Peran Indonesia dalam Kesepakatan Paris Agreement

Peran Krusial Indonesia dalam Kesepakatan Paris Agreement: Ambisi, Tantangan, dan Kontribusi Global

Perubahan iklim adalah ancaman eksistensial bagi planet kita, dan Kesepakatan Paris (Paris Agreement) yang diadopsi pada tahun 2015 menjadi tonggak sejarah dalam upaya global untuk mengatasinya. Sebagai negara kepulauan terbesar di dunia, dengan kekayaan biodiversitas dan hutan tropis yang melimpah, sekaligus salah satu negara dengan emisi gas rumah kaca (GRK) signifikan, Indonesia memegang peran yang sangat krusial dalam keberhasilan implementasi Kesepakatan Paris. Artikel ini akan mengulas secara mendalam peran Indonesia, mulai dari komitmen, peningkatan ambisi, tantangan yang dihadapi, hingga kontribusinya dalam forum global.

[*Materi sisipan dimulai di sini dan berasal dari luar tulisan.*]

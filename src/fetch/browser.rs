//! Heavyweight fetch strategy: a real browser
//!
//! The browser is expensive, so one is launched lazily per run and reused by
//! every fallback in that run. Pages are short-lived: one per navigation,
//! closed on every path.

use super::{HeaderProfile, RawResponse};
use crate::config::BrowserSettings;
use async_trait::async_trait;
use chromiumoxide::browser::{Browser, BrowserConfig};
use chromiumoxide::cdp::browser_protocol::emulation::SetUserAgentOverrideParams;
use chromiumoxide::cdp::browser_protocol::network::{
    EnableParams, Headers, SetExtraHttpHeadersParams,
};
use chromiumoxide::cdp::browser_protocol::page::AddScriptToEvaluateOnNewDocumentParams;
use chromiumoxide::page::Page;
use futures::StreamExt;
use rand::seq::SliceRandom;
use serde::Deserialize;
use std::sync::atomic::{AtomicUsize, Ordering};
use std::sync::Arc;
use std::time::Duration;
use thiserror::Error;
use tokio::sync::Mutex;
use tokio::task::JoinHandle;

/// Common desktop viewports
const VIEWPORTS: &[(u32, u32)] = &[
    (1366, 768),
    (1440, 900),
    (1536, 864),
    (1600, 900),
    (1920, 1080),
];

/// Masks the usual automation tells before any page script runs
const HARDENING_SCRIPT: &str = r#"
Object.defineProperty(navigator, 'webdriver', { get: () => false });
Object.defineProperty(navigator, 'plugins', { get: () => [1, 2, 3, 4, 5] });
Object.defineProperty(navigator, 'languages', { get: () => ['es-CL', 'es', 'en-US', 'en'] });
window.chrome = window.chrome || { runtime: {} };
(() => {
  const getParameter = WebGLRenderingContext.prototype.getParameter;
  WebGLRenderingContext.prototype.getParameter = function (parameter) {
    if (parameter === 37445) return 'Google Inc.';
    if (parameter === 37446) return 'ANGLE (Intel, Intel(R) UHD Graphics Direct3D11 vs_5_0 ps_5_0)';
    return getParameter.call(this, parameter);
  };
})();
"#;

/// Reads status, content type and body back out of the loaded document
const SNAPSHOT_SCRIPT: &str = r#"
(() => {
  const nav = performance.getEntriesByType('navigation')[0];
  const contentType = document.contentType || '';
  const body = contentType.includes('html')
    ? document.documentElement.outerHTML
    : (document.body ? document.body.innerText : '');
  return {
    status: nav && nav.responseStatus ? nav.responseStatus : null,
    contentType,
    body,
  };
})()
"#;

/// A short scroll so the visit is not a zero-interaction page load
const SCROLL_SCRIPT: &str = "window.scrollBy(0, 200 + Math.floor(Math.random() * 400)); true";

/// Errors from the heavyweight strategy
#[derive(Debug, Error)]
pub enum BrowserError {
    #[error("failed to launch browser: {0}")]
    Launch(String),

    #[error("failed to open page: {0}")]
    Page(String),

    #[error("navigation timed out after {0:?}")]
    Timeout(Duration),

    #[error("navigation failed: {0}")]
    Navigation(String),
}

/// Starts a browser
#[async_trait]
pub trait BrowserLauncher: Send + Sync {
    async fn launch(&self) -> Result<Box<dyn BrowserHandle>, BrowserError>;
}

/// A running browser
#[async_trait]
pub trait BrowserHandle: Send + Sync {
    async fn open_page(&self) -> Result<Box<dyn BrowserPage>, BrowserError>;

    async fn close(&mut self) -> Result<(), BrowserError>;
}

/// A single page (tab)
#[async_trait]
pub trait BrowserPage: Send + Sync {
    /// Applies the header profile, navigates and snapshots the response
    async fn navigate(
        &mut self,
        url: &str,
        headers: &HeaderProfile,
        timeout: Duration,
    ) -> Result<RawResponse, BrowserError>;

    async fn close(self: Box<Self>) -> Result<(), BrowserError>;
}

/// Run-scoped owner of the browser
///
/// Launches on first use and keeps the browser for later fallbacks. The run
/// calls [`BrowserSession::close`] when it ends; if it never does, dropping
/// the chromium handle aborts its event loop and kills the process.
pub struct BrowserSession {
    launcher: Arc<dyn BrowserLauncher>,
    handle: Mutex<Option<Box<dyn BrowserHandle>>>,
    launches: AtomicUsize,
}

impl BrowserSession {
    pub fn new(launcher: Arc<dyn BrowserLauncher>) -> Self {
        Self {
            launcher,
            handle: Mutex::new(None),
            launches: AtomicUsize::new(0),
        }
    }

    /// Fetches a URL in a fresh page, launching the browser if needed
    pub async fn fetch(
        &self,
        url: &str,
        headers: &HeaderProfile,
        timeout: Duration,
    ) -> Result<RawResponse, BrowserError> {
        let mut page = {
            let mut guard = self.handle.lock().await;
            if guard.is_none() {
                tracing::info!("Launching browser for heavyweight fallback");
                *guard = Some(self.launcher.launch().await?);
                self.launches.fetch_add(1, Ordering::Relaxed);
            }

            match guard.as_ref() {
                Some(handle) => handle.open_page().await?,
                None => return Err(BrowserError::Launch("browser unavailable".to_string())),
            }
        };

        let result = page.navigate(url, headers, timeout).await;

        if let Err(e) = page.close().await {
            tracing::warn!(url, error = %e, "Failed to close browser page");
        }

        result
    }

    /// Closes the browser if one was launched
    pub async fn close(&self) {
        let mut guard = self.handle.lock().await;
        if let Some(mut handle) = guard.take() {
            match handle.close().await {
                Ok(()) => tracing::info!("Browser session closed"),
                Err(e) => tracing::warn!(error = %e, "Failed to close browser cleanly"),
            }
        }
    }

    /// Whether a browser is currently running
    pub async fn is_open(&self) -> bool {
        self.handle.lock().await.is_some()
    }

    /// Number of browsers launched over the session's life
    pub fn launches(&self) -> usize {
        self.launches.load(Ordering::Relaxed)
    }
}

/// Launches Chromium through chromiumoxide
#[derive(Debug, Clone)]
pub struct ChromiumLauncher {
    settings: BrowserSettings,
}

impl ChromiumLauncher {
    pub fn new(settings: BrowserSettings) -> Self {
        Self { settings }
    }
}

#[async_trait]
impl BrowserLauncher for ChromiumLauncher {
    async fn launch(&self) -> Result<Box<dyn BrowserHandle>, BrowserError> {
        let (width, height) = VIEWPORTS
            .choose(&mut rand::thread_rng())
            .copied()
            .unwrap_or((1366, 768));

        let mut builder = BrowserConfig::builder()
            .window_size(width, height)
            .arg("--disable-blink-features=AutomationControlled")
            .arg("--no-sandbox")
            .arg("--disable-setuid-sandbox")
            .arg("--disable-dev-shm-usage")
            .arg("--disable-gpu");

        if !self.settings.headless {
            builder = builder.with_head();
        }
        if let Some(path) = &self.settings.chrome_executable {
            builder = builder.chrome_executable(path);
        }

        let config = builder.build().map_err(BrowserError::Launch)?;

        let (browser, mut handler) = Browser::launch(config)
            .await
            .map_err(|e| BrowserError::Launch(e.to_string()))?;

        let handler_task = tokio::spawn(async move {
            while let Some(event) = handler.next().await {
                let _ = event;
            }
        });

        tracing::debug!(width, height, headless = self.settings.headless, "Chromium launched");

        Ok(Box::new(ChromiumBrowser {
            browser,
            handler_task,
        }))
    }
}

struct ChromiumBrowser {
    browser: Browser,
    handler_task: JoinHandle<()>,
}

impl Drop for ChromiumBrowser {
    fn drop(&mut self) {
        self.handler_task.abort();
    }
}

#[async_trait]
impl BrowserHandle for ChromiumBrowser {
    async fn open_page(&self) -> Result<Box<dyn BrowserPage>, BrowserError> {
        let page = self
            .browser
            .new_page("about:blank")
            .await
            .map_err(|e| BrowserError::Page(e.to_string()))?;

        Ok(Box::new(ChromiumPage { page }))
    }

    async fn close(&mut self) -> Result<(), BrowserError> {
        let closed = self
            .browser
            .close()
            .await
            .map(|_| ())
            .map_err(|e| BrowserError::Navigation(e.to_string()));
        let _ = self.browser.wait().await;
        self.handler_task.abort();
        closed
    }
}

/// The document's HTTP status, preferring the CDP navigation response
///
/// Falls back to the Navigation Timing status read inside the page. A page
/// with neither is never taken as a success.
fn response_status(navigation: Option<u16>, snapshot: Option<u16>) -> Result<u16, BrowserError> {
    navigation
        .or(snapshot)
        .ok_or_else(|| BrowserError::Navigation("response status unavailable".to_string()))
}

#[derive(Debug, Deserialize)]
#[serde(rename_all = "camelCase")]
struct PageSnapshot {
    status: Option<u16>,
    content_type: Option<String>,
    body: String,
}

struct ChromiumPage {
    page: Page,
}

impl ChromiumPage {
    async fn harden(&self, headers: &HeaderProfile) -> Result<(), BrowserError> {
        let page_error = |e: chromiumoxide::error::CdpError| BrowserError::Page(e.to_string());

        self.page
            .execute(AddScriptToEvaluateOnNewDocumentParams::new(HARDENING_SCRIPT))
            .await
            .map_err(page_error)?;
        self.page
            .execute(SetUserAgentOverrideParams::new(headers.user_agent.clone()))
            .await
            .map_err(page_error)?;
        self.page
            .execute(EnableParams::default())
            .await
            .map_err(page_error)?;
        self.page
            .execute(SetExtraHttpHeadersParams::new(Headers::new(
                serde_json::Value::Object(headers.extra_browser_headers()),
            )))
            .await
            .map_err(page_error)?;

        Ok(())
    }
}

#[async_trait]
impl BrowserPage for ChromiumPage {
    async fn navigate(
        &mut self,
        url: &str,
        headers: &HeaderProfile,
        timeout: Duration,
    ) -> Result<RawResponse, BrowserError> {
        self.harden(headers).await?;

        let navigation = async {
            self.page.goto(url).await?;
            self.page.wait_for_navigation_response().await
        };
        let request = match tokio::time::timeout(timeout, navigation).await {
            Ok(Ok(request)) => request,
            Ok(Err(e)) => return Err(BrowserError::Navigation(e.to_string())),
            Err(_) => return Err(BrowserError::Timeout(timeout)),
        };
        let navigation_status = request
            .as_ref()
            .and_then(|request| request.response.as_ref())
            .and_then(|response| u16::try_from(response.status).ok());

        // Best-effort; a failed scroll does not invalidate the page
        let _ = self.page.evaluate(SCROLL_SCRIPT).await;

        let snapshot: PageSnapshot = self
            .page
            .evaluate(SNAPSHOT_SCRIPT)
            .await
            .map_err(|e| BrowserError::Navigation(e.to_string()))?
            .into_value()
            .map_err(|e| BrowserError::Navigation(format!("unreadable page snapshot: {e:?}")))?;

        Ok(RawResponse {
            status: response_status(navigation_status, snapshot.status)?,
            content_type: snapshot.content_type.filter(|ct| !ct.is_empty()),
            body: snapshot.body,
        })
    }

    async fn close(self: Box<Self>) -> Result<(), BrowserError> {
        self.page
            .close()
            .await
            .map_err(|e| BrowserError::Page(e.to_string()))
    }
}
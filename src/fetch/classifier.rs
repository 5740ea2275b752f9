//! Block classification
//!
//! Decides whether a response is a real answer or the source's anti-bot
//! layer pushing back. The functions here are pure: the same response
//! always yields the same verdict.

use super::{BlockSignal, ContentKind};

/// Statuses that always indicate blocking or throttling
const BLOCK_STATUSES: [u16; 3] = [403, 429, 504];

/// Case-insensitive markers of challenge and WAF pages.
///
/// More specific markers come first so that a reCAPTCHA page reports
/// `recaptcha` rather than the generic `captcha`.
const CHALLENGE_SIGNATURES: &[&str] = &[
    "recaptcha",
    "hcaptcha",
    "captcha",
    "cloudflare",
    "attention required",
    "access denied",
    "request blocked",
    "incapsula",
    "akamai",
    "robot",
    "waf",
];

/// The parts of a response the classifier looks at
#[derive(Debug, Clone, Copy)]
pub struct ResponseView<'a> {
    pub status: u16,
    pub body: &'a str,
    pub content_type: Option<&'a str>,
    pub expected_kind: ContentKind,
}

/// Classification result
#[derive(Debug, Clone, PartialEq, Eq)]
pub struct BlockVerdict {
    pub blocked: bool,
    pub signal: Option<BlockSignal>,
}

impl BlockVerdict {
    fn clear() -> Self {
        Self {
            blocked: false,
            signal: None,
        }
    }

    fn blocked(signal: BlockSignal) -> Self {
        Self {
            blocked: true,
            signal: Some(signal),
        }
    }

    /// Stable reason string, present only when blocked
    pub fn reason(&self) -> Option<String> {
        self.signal.as_ref().map(BlockSignal::reason)
    }
}

/// Classifies a response as blocked or not
///
/// # Rules (in order)
///
/// 1. Status 403, 429 or 504 is a block.
/// 2. A markup response (by content type or by body sniffing) where
///    structured data was expected is a block, reported with the first
///    challenge signature found or `unexpected_markup` otherwise.
/// 3. Anything else is not a block.
pub fn classify(view: &ResponseView<'_>) -> BlockVerdict {
    if BLOCK_STATUSES.contains(&view.status) {
        return BlockVerdict::blocked(BlockSignal::HttpStatus(view.status));
    }

    if view.expected_kind != ContentKind::Json {
        return BlockVerdict::clear();
    }

    let lowered = view.body.to_ascii_lowercase();
    let markup_type = view
        .content_type
        .map(|ct| {
            let ct = ct.to_ascii_lowercase();
            ct.contains("text/html") || ct.contains("application/xhtml")
        })
        .unwrap_or(false);

    if markup_type || sniff_markup(&lowered) {
        let signal = match find_signature(&lowered) {
            Some(signature) => BlockSignal::ChallengeBody(signature.to_string()),
            None => BlockSignal::UnexpectedContentType,
        };
        return BlockVerdict::blocked(signal);
    }

    BlockVerdict::clear()
}

/// Second-chance classification for a 2xx body that failed to parse
///
/// Runs [`classify`] with `unknown` standing in for a missing content type,
/// then also accepts a challenge signature in a non-markup body (plain-text
/// denial pages).
pub fn classify_malformed(view: &ResponseView<'_>) -> BlockVerdict {
    let view = ResponseView {
        content_type: Some(view.content_type.unwrap_or("unknown")),
        ..*view
    };

    let verdict = classify(&view);
    if verdict.blocked {
        return verdict;
    }

    match find_signature(&view.body.to_ascii_lowercase()) {
        Some(signature) => BlockVerdict::blocked(BlockSignal::ChallengeBody(signature.to_string())),
        None => verdict,
    }
}

/// Returns true if the body looks like an HTML document
pub fn looks_like_markup(body: &str) -> bool {
    sniff_markup(&body.to_ascii_lowercase())
}

fn sniff_markup(lowered: &str) -> bool {
    let head = lowered.trim_start();
    head.starts_with("<!doctype html")
        || head.starts_with("<html")
        || lowered.contains("<head")
        || lowered.contains("<body")
}

fn find_signature(lowered: &str) -> Option<&'static str> {
    CHALLENGE_SIGNATURES
        .iter()
        .copied()
        .find(|signature| lowered.contains(signature))
}

#[cfg(test)]
mod tests {
    use super::*;

    fn json_view<'a>(status: u16, body: &'a str, content_type: Option<&'a str>) -> ResponseView<'a> {
        ResponseView {
            status,
            body,
            content_type,
            expected_kind: ContentKind::Json,
        }
    }

    #[test]
    fn test_block_statuses() {
        for status in [403, 429, 504] {
            let verdict = classify(&json_view(status, "{}", Some("application/json")));
            assert!(verdict.blocked, "status {} should be a block", status);
            assert_eq!(verdict.signal, Some(BlockSignal::HttpStatus(status)));
            assert_eq!(verdict.reason(), Some(format!("http_{}", status)));
        }
    }

    #[test]
    fn test_json_response_not_blocked() {
        let verdict = classify(&json_view(200, r#"{"ok":true}"#, Some("application/json")));
        assert!(!verdict.blocked);
        assert_eq!(verdict.reason(), None);
    }

    #[test]
    fn test_non_block_error_status_not_blocked() {
        let verdict = classify(&json_view(500, "internal error", Some("text/plain")));
        assert!(!verdict.blocked);
    }

    #[test]
    fn test_challenge_markup_with_signature() {
        let body = "<html><head><title>Attention Required! | Cloudflare</title></head></html>";
        let verdict = classify(&json_view(200, body, Some("text/html; charset=utf-8")));
        assert!(verdict.blocked);
        assert_eq!(
            verdict.signal,
            Some(BlockSignal::ChallengeBody("cloudflare".to_string()))
        );
    }

    #[test]
    fn test_specific_signature_wins() {
        let body = "<html><body><div class=\"g-recaptcha\"></div></body></html>";
        let verdict = classify(&json_view(200, body, Some("text/html")));
        assert_eq!(verdict.reason(), Some("recaptcha".to_string()));
    }

    #[test]
    fn test_markup_without_signature() {
        let body = "<!DOCTYPE html><html><body><p>Hola</p></body></html>";
        let verdict = classify(&json_view(200, body, None));
        assert!(verdict.blocked);
        assert_eq!(verdict.signal, Some(BlockSignal::UnexpectedContentType));
        assert_eq!(verdict.reason(), Some("unexpected_markup".to_string()));
    }

    #[test]
    fn test_markup_detected_by_content_type_alone() {
        let verdict = classify(&json_view(200, "plain words", Some("text/html")));
        assert!(verdict.blocked);
    }

    #[test]
    fn test_markup_allowed_for_text_targets() {
        let view = ResponseView {
            status: 200,
            body: "<html><body>captcha</body></html>",
            content_type: Some("text/html"),
            expected_kind: ContentKind::Text,
        };
        assert!(!classify(&view).blocked);
    }

    #[test]
    fn test_malformed_plain_text_denial() {
        let view = json_view(200, "Access Denied - reference #18.2f", Some("text/plain"));
        assert!(!classify(&view).blocked);

        let verdict = classify_malformed(&view);
        assert!(verdict.blocked);
        assert_eq!(verdict.reason(), Some("access denied".to_string()));
    }

    #[test]
    fn test_malformed_garbage_not_blocked() {
        let verdict = classify_malformed(&json_view(200, "{\"truncated\":", None));
        assert!(!verdict.blocked);
    }

    #[test]
    fn test_looks_like_markup() {
        assert!(looks_like_markup("  <!doctype html><html></html>"));
        assert!(looks_like_markup("<HTML>"));
        assert!(looks_like_markup("junk<body>"));
        assert!(!looks_like_markup("{\"html\": \"<b>\"}"));
    }
}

Konteks Global: Urgensi Kesepakatan Paris

Kesepakatan Paris adalah kerangka kerja hukum internasional yang mengikat, yang bertujuan untuk membatasi kenaikan suhu global di bawah 2 derajat Celsius di atas tingkat pra-industri, dengan upaya untuk membatasinya hingga 1,5 derajat Celsius. Kesepakatan ini memperkenalkan konsep Kontribusi yang Ditetapkan Secara Nasional (Nationally Determined Contributions – NDC), di mana setiap negara secara sukarela menetapkan target pengurangan emisinya sendiri. Ini menandai pergeseran paradigma dari pendekatan "top-down" ke "bottom-up," mengakui prinsip tanggung jawab bersama tetapi berbeda (Common But Differentiated Responsibilities – CBDR) sesuai dengan kapasitas dan kondisi nasional masing-masing negara.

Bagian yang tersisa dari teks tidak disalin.